§ SOURCE RECORDS

• • • • • • •

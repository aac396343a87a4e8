//! Value model of the combined date + optional time & time zone picker.
//!
//! The picker's visible inputs feed a [`DateTimeValue`]; its [`combined`](`DateTimeValue::combined`) ISO 8601 form is what lands in the hidden, submitted input.

use crate::{
	error::FormError,
	sandbox::{Check, Message, Sandbox, DATETIME_ERROR, DATETIME_UPDATE},
};
use regex::Regex;
use std::sync::OnceLock;
use time::{Date, Month, OffsetDateTime, PrimitiveDateTime, Time, UtcOffset};
use tracing::{instrument, trace};

/// Offsets offered by the time zone selector, in display order.
pub const TIMEZONES: [&str; 40] = [
	"-12:00", "-11:00", "-10:00", "-09:30", "-09:00", "-08:00", "-07:00", "-06:00", "-05:00", "-04:30", "-04:00", "-03:30", "-03:00", "-02:00", "-01:00", "Z", "+01:00", "+02:00", "+03:00", "+03:30",
	"+04:00", "+04:30", "+05:00", "+05:30", "+05:45", "+06:00", "+06:30", "+07:00", "+08:00", "+08:45", "+09:00", "+09:30", "+10:00", "+10:30", "+11:00", "+11:30", "+12:00", "+12:45", "+13:00", "+14:00",
];

fn iso_pattern() -> &'static Regex {
	static PATTERN: OnceLock<Regex> = OnceLock::new();
	PATTERN.get_or_init(|| {
		Regex::new(r"^(\d{4})(?:-(\d{2})(?:-(\d{2})(?:T(\d{2})(?::(\d{2})(?::(\d{2}))?)?(Z|[+-]\d{2}:\d{2})?)?)?)?$").expect("valid ISO 8601 pattern")
	})
}

fn initial_pattern() -> &'static Regex {
	static PATTERN: OnceLock<Regex> = OnceLock::new();
	PATTERN.get_or_init(|| Regex::new(r"^([^T]+)(T([0-9:]+)(Z|[-+0-9:]+)?)?$").expect("valid initial value pattern"))
}

/// The earliest instant a (possibly partial) ISO 8601 date/time denotes.
///
/// Missing parts default to their first value; a missing offset is read as UTC.
/// Returns [`None`] for text that doesn't match the accepted format or names no real calendar date/time.
#[must_use]
pub fn earliest_instant(datetime: &str) -> Option<OffsetDateTime> {
	let captures = iso_pattern().captures(datetime)?;
	let number = |i: usize, default: u8| -> Option<u8> { captures.get(i).map_or(Some(default), |m| m.as_str().parse().ok()) };

	let year: i32 = captures.get(1)?.as_str().parse().ok()?;
	let month = Month::try_from(number(2, 1)?).ok()?;
	let date = Date::from_calendar_date(year, month, number(3, 1)?).ok()?;
	let time = Time::from_hms(number(4, 0)?, number(5, 0)?, number(6, 0)?).ok()?;
	let offset = match captures.get(7).map(|m| m.as_str()) {
		None | Some("Z") => UtcOffset::UTC,
		Some(offset) => {
			let sign: i8 = if offset.starts_with('-') { -1 } else { 1 };
			let hours: i8 = offset.get(1..3)?.parse().ok()?;
			let minutes: i8 = offset.get(4..6)?.parse().ok()?;
			UtcOffset::from_hms(sign * hours, sign * minutes, 0).ok()?
		}
	};
	Some(PrimitiveDateTime::new(date, time).assume_offset(offset))
}

/// Empty input is valid; anything else must be well-formed ISO 8601 naming a real date/time.
#[must_use]
pub fn validate(datetime: &str) -> bool {
	datetime.is_empty() || earliest_instant(datetime).is_some()
}

/// Reduces a date/time to the full `yyyy-mm-dd` date a picker can use as a bound.
#[must_use]
pub fn bound_date(value: &str) -> String {
	let mut date: String = value.chars().take(10).collect();
	while date.len() < 10 {
		date.push_str("-01");
	}
	date
}

#[must_use]
pub fn date_placeholder(lang: &str) -> &'static str {
	if lang == "fi" {
		"vvvv-kk-pp"
	} else {
		"yyyy-mm-dd"
	}
}

#[derive(Debug, Clone, PartialEq, Eq)]
pub struct DateTimeValue {
	pub date: String,
	pub time: String,
	pub tz: String,
	pub use_time: bool,
}

impl Default for DateTimeValue {
	fn default() -> Self {
		Self {
			date: String::new(),
			time: String::new(),
			tz: "Z".to_owned(),
			use_time: false,
		}
	}
}

impl DateTimeValue {
	/// Splits a server-rendered value into the picker's parts. Time is enabled iff the value has a time part.
	pub fn parse_initial(value: &str) -> Result<Self, FormError> {
		let captures = initial_pattern().captures(value).ok_or_else(|| FormError::Validation(format!("unrecognized date/time {value:?}")))?;
		let part = |i: usize| captures.get(i).map_or("", |m| m.as_str());
		Ok(Self {
			date: part(1).to_owned(),
			time: part(3).to_owned(),
			tz: match part(4) {
				"" => "Z".to_owned(),
				tz => tz.to_owned(),
			},
			use_time: captures.get(2).is_some(),
		})
	}

	/// The value written to the hidden input.
	#[must_use]
	pub fn combined(&self) -> String {
		let mut combined = self.date.clone();
		if self.use_time && !combined.is_empty() {
			combined.push('T');
			combined.push_str(if self.time.is_empty() { "00:00:00" } else { &self.time });
			combined.push_str(if self.tz.is_empty() { "Z" } else { &self.tz });
		}
		combined
	}

	#[must_use]
	pub fn is_valid(&self) -> bool {
		validate(&self.combined())
	}

	/// Announces the current value of the picker for field `name`: its validity, then the value itself.
	#[instrument(skip(self, sandbox))]
	pub fn publish(&self, name: &str, sandbox: &Sandbox) -> String {
		let combined = self.combined();
		let error = !validate(&combined);
		trace!(error, "Publishing picker value.");
		sandbox.publish(
			DATETIME_ERROR,
			&Message::Error {
				name: name.to_owned(),
				error,
				check: Check::ValidDate,
			},
		);
		sandbox.publish(
			DATETIME_UPDATE,
			&Message::Update {
				name: name.to_owned(),
				value: combined.clone(),
			},
		);
		combined
	}
}

/// Selectable range of one picker, adjusted through [`Message::Min`] and [`Message::Max`].
#[derive(Debug, Clone, Default, PartialEq, Eq)]
pub struct PickerBounds {
	pub start: Option<String>,
	pub end: Option<String>,
}

impl PickerBounds {
	/// Returns whether `message` was a bound message.
	pub fn apply(&mut self, message: &Message) -> bool {
		match message {
			Message::Min(min) => self.start = min.as_deref().filter(|min| !min.is_empty()).map(bound_date),
			Message::Max(max) => self.end = max.as_deref().filter(|max| !max.is_empty()).map(bound_date),
			Message::Update { .. } | Message::Error { .. } => return false,
		}
		true
	}
}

• • • • • • •

§ WORK REQUEST
Each of the records should be written out again, exactly as it reads.

§ ANSWER TO THIS PROBLEM
repository aac396343a87a4e8
//! Value model of the combined date + optional time & time zone picker.
//!
//! The picker's visible inputs feed a [`DateTimeValue`]; its [`combined`](`DateTimeValue::combined`) ISO 8601 form is what lands in the hidden, submitted input.

use crate::{
	error::FormError,
	sandbox::{Check, Message, Sandbox, DATETIME_ERROR, DATETIME_UPDATE},
};
use regex::Regex;
use std::sync::OnceLock;
use time::{Date, Month, OffsetDateTime, PrimitiveDateTime, Time, UtcOffset};
use tracing::{instrument, trace};

/// Offsets offered by the time zone selector, in display order.
pub const TIMEZONES: [&str; 40] = [
	"-12:00", "-11:00", "-10:00", "-09:30", "-09:00", "-08:00", "-07:00", "-06:00", "-05:00", "-04:30", "-04:00", "-03:30", "-03:00", "-02:00", "-01:00", "Z", "+01:00", "+02:00", "+03:00", "+03:30",
	"+04:00", "+04:30", "+05:00", "+05:30", "+05:45", "+06:00", "+06:30", "+07:00", "+08:00", "+08:45", "+09:00", "+09:30", "+10:00", "+10:30", "+11:00", "+11:30", "+12:00", "+12:45", "+13:00", "+14:00",
];

fn iso_pattern() -> &'static Regex {
	static PATTERN: OnceLock<Regex> = OnceLock::new();
	PATTERN.get_or_init(|| {
		Regex::new(r"^(\d{4})(?:-(\d{2})(?:-(\d{2})(?:T(\d{2})(?::(\d{2})(?::(\d{2}))?)?(Z|[+-]\d{2}:\d{2})?)?)?)?$").expect("valid ISO 8601 pattern")
	})
}

fn initial_pattern() -> &'static Regex {
	static PATTERN: OnceLock<Regex> = OnceLock::new();
	PATTERN.get_or_init(|| Regex::new(r"^([^T]+)(T([0-9:]+)(Z|[-+0-9:]+)?)?$").expect("valid initial value pattern"))
}

/// The earliest instant a (possibly partial) ISO 8601 date/time denotes.
///
/// Missing parts default to their first value; a missing offset is read as UTC.
/// Returns [`None`] for text that doesn't match the accepted format or names no real calendar date/time.
#[must_use]
pub fn earliest_instant(datetime: &str) -> Option<OffsetDateTime> {
	let captures = iso_pattern().captures(datetime)?;
	let number = |i: usize, default: u8| -> Option<u8> { captures.get(i).map_or(Some(default), |m| m.as_str().parse().ok()) };

	let year: i32 = captures.get(1)?.as_str().parse().ok()?;
	let month = Month::try_from(number(2, 1)?).ok()?;
	let date = Date::from_calendar_date(year, month, number(3, 1)?).ok()?;
	let time = Time::from_hms(number(4, 0)?, number(5, 0)?, number(6, 0)?).ok()?;
	let offset = match captures.get(7).map(|m| m.as_str()) {
		None | Some("Z") => UtcOffset::UTC,
		Some(offset) => {
			let sign: i8 = if offset.starts_with('-') { -1 } else { 1 };
			let hours: i8 = offset.get(1..3)?.parse().ok()?;
			let minutes: i8 = offset.get(4..6)?.parse().ok()?;
			UtcOffset::from_hms(sign * hours, sign * minutes, 0).ok()?
		}
	};
	Some(PrimitiveDateTime::new(date, time).assume_offset(offset))
}

/// Empty input is valid; anything else must be well-formed ISO 8601 naming a real date/time.
#[must_use]
pub fn validate(datetime: &str) -> bool {
	datetime.is_empty() || earliest_instant(datetime).is_some()
}

/// Reduces a date/time to the full `yyyy-mm-dd` date a picker can use as a bound.
#[must_use]
pub fn bound_date(value: &str) -> String {
	let mut date: String = value.chars().take(10).collect();
	while date.len() < 10 {
		date.push_str("-01");
	}
	date
}

#[must_use]
pub fn date_placeholder(lang: &str) -> &'static str {
	if lang == "fi" {
		"vvvv-kk-pp"
	} else {
		"yyyy-mm-dd"
	}
}

#[derive(Debug, Clone, PartialEq, Eq)]
pub struct DateTimeValue {
	pub date: String,
	pub time: String,
	pub tz: String,
	pub use_time: bool,
}

impl Default for DateTimeValue {
	fn default() -> Self {
		Self {
			date: String::new(),
			time: String::new(),
			tz: "Z".to_owned(),
			use_time: false,
		}
	}
}

impl DateTimeValue {
	/// Splits a server-rendered value into the picker's parts. Time is enabled iff the value has a time part.
	pub fn parse_initial(value: &str) -> Result<Self, FormError> {
		let captures = initial_pattern().captures(value).ok_or_else(|| FormError::Validation(format!("unrecognized date/time {value:?}")))?;
		let part = |i: usize| captures.get(i).map_or("", |m| m.as_str());
		Ok(Self {
			date: part(1).to_owned(),
			time: part(3).to_owned(),
			tz: match part(4) {
				"" => "Z".to_owned(),
				tz => tz.to_owned(),
			},
			use_time: captures.get(2).is_some(),
		})
	}

	/// The value written to the hidden input.
	#[must_use]
	pub fn combined(&self) -> String {
		let mut combined = self.date.clone();
		if self.use_time && !combined.is_empty() {
			combined.push('T');
			combined.push_str(if self.time.is_empty() { "00:00:00" } else { &self.time });
			combined.push_str(if self.tz.is_empty() { "Z" } else { &self.tz });
		}
		combined
	}

	#[must_use]
	pub fn is_valid(&self) -> bool {
		validate(&self.combined())
	}

	/// Announces the current value of the picker for field `name`: its validity, then the value itself.
	#[instrument(skip(self, sandbox))]
	pub fn publish(&self, name: &str, sandbox: &Sandbox) -> String {
		let combined = self.combined();
		let error = !validate(&combined);
		trace!(error, "Publishing picker value.");
		sandbox.publish(
			DATETIME_ERROR,
			&Message::Error {
				name: name.to_owned(),
				error,
				check: Check::ValidDate,
			},
		);
		sandbox.publish(
			DATETIME_UPDATE,
			&Message::Update {
				name: name.to_owned(),
				value: combined.clone(),
			},
		);
		combined
	}
}

/// Selectable range of one picker, adjusted through [`Message::Min`] and [`Message::Max`].
#[derive(Debug, Clone, Default, PartialEq, Eq)]
pub struct PickerBounds {
	pub start: Option<String>,
	pub end: Option<String>,
}

impl PickerBounds {
	/// Returns whether `message` was a bound message.
	pub fn apply(&mut self, message: &Message) -> bool {
		match message {
			Message::Min(min) => self.start = min.as_deref().filter(|min| !min.is_empty()).map(bound_date),
			Message::Max(max) => self.end = max.as_deref().filter(|max| !max.is_empty()).map(bound_date),
			Message::Update { .. } | Message::Error { .. } => return false,
		}
		true
	}
}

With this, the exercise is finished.